Resilience and sustainability in buildings have become societal imperatives, as called for globally in the United Nations Sustainable Cities and Communities Sustainable Development Goal and nationally in the United States’ National Academies Resilient America program. Rising urban populations will result in an increase in building energy demand, emissions, material use, waste, and the influence on human well-being. Building assessment models need to include people, planet, and prosperity (the triple bottom line (TBL)) while considering dynamic use phase conditions if they are to be used in assessments of resilience and sustainability.New methods were developed to assess the TBL and dynamic components of long-lived systems and buildings to support resilience and sustainability goals. A review of building resilient strategies was conducted then categorized into themes and evaluated for their sustainability.
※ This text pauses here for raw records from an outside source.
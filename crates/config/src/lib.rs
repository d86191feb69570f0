pub mod models;
pub mod validation;

pub use models::{
    ApiConfig, AppConfig, DatabaseConfig, LogFormat, ObservabilityConfig, SchedulerConfig,
    TaskSeedConfig,
};
pub use validation::{ConfigValidator, ValidationUtils};

/// Configuration error type
pub type ConfigResult<T> = Result<T, ConfigError>;

/// Configuration error enumeration
#[derive(Debug, thiserror::Error)]
pub enum ConfigError {
    #[error("Configuration error: {0}")]
    Configuration(String),

    #[error("Validation error: {0}")]
    Validation(String),

    #[error("File error: {0}")]
    File(String),

    #[error("Parse error: {0}")]
    Parse(String),
}

impl From<anyhow::Error> for ConfigError {
    fn from(err: anyhow::Error) -> Self {
        ConfigError::Configuration(err.to_string())
    }
}

impl From<config::ConfigError> for ConfigError {
    fn from(err: config::ConfigError) -> Self {
        ConfigError::Configuration(err.to_string())
    }
}

impl From<toml::de::Error> for ConfigError {
    fn from(err: toml::de::Error) -> Self {
        ConfigError::Parse(err.to_string())
    }
}

impl From<std::io::Error> for ConfigError {
    fn from(err: std::io::Error) -> Self {
        ConfigError::File(err.to_string())
    }
}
Strategies focused on risk avoidance, passive survivability, and response and recovery were largely conducive to sustainability, while those emphasizing durability and longevity and redundant systems were likely to be conflicting. For the first time, data for chemicals leaching from PEX pipes were integrated into a dynamic use-phase life cycle assessment. The mean use-phase toxicity ranges from 6-500 times smaller than upstream impacts. The maximum use-phase results in one pipe brand resulted in twice the impacts of the minimum upstream scenario. A building information model (BIM) was developed to implement a TBL framework, assessing environmental sustainability, occupant satisfaction, and life cycle costs. This was implemented in a case study varying window-to-wall ratio (WWR) designs. Most WWR-driven changes in energy use and environmental impacts were modest relative to the whole building, generally only 1-2% from the baseline, while thermal comfort and life cycle costs deviated by up to 13% and 5% from the baseline, respectively. The scope was then expanded to incorporate climate change and projected energy supply systems into a dynamic LCA (DLCA) and occupant satisfaction model. The DLCA resulted in a reduction of global warming potential, through reduced operational impacts of up to 40%, and increased occupant satisfaction. This research demonstrates the novelty and importance of DLCA with cost and occupant satisfaction to support designing for resilience and sustainability in buildings.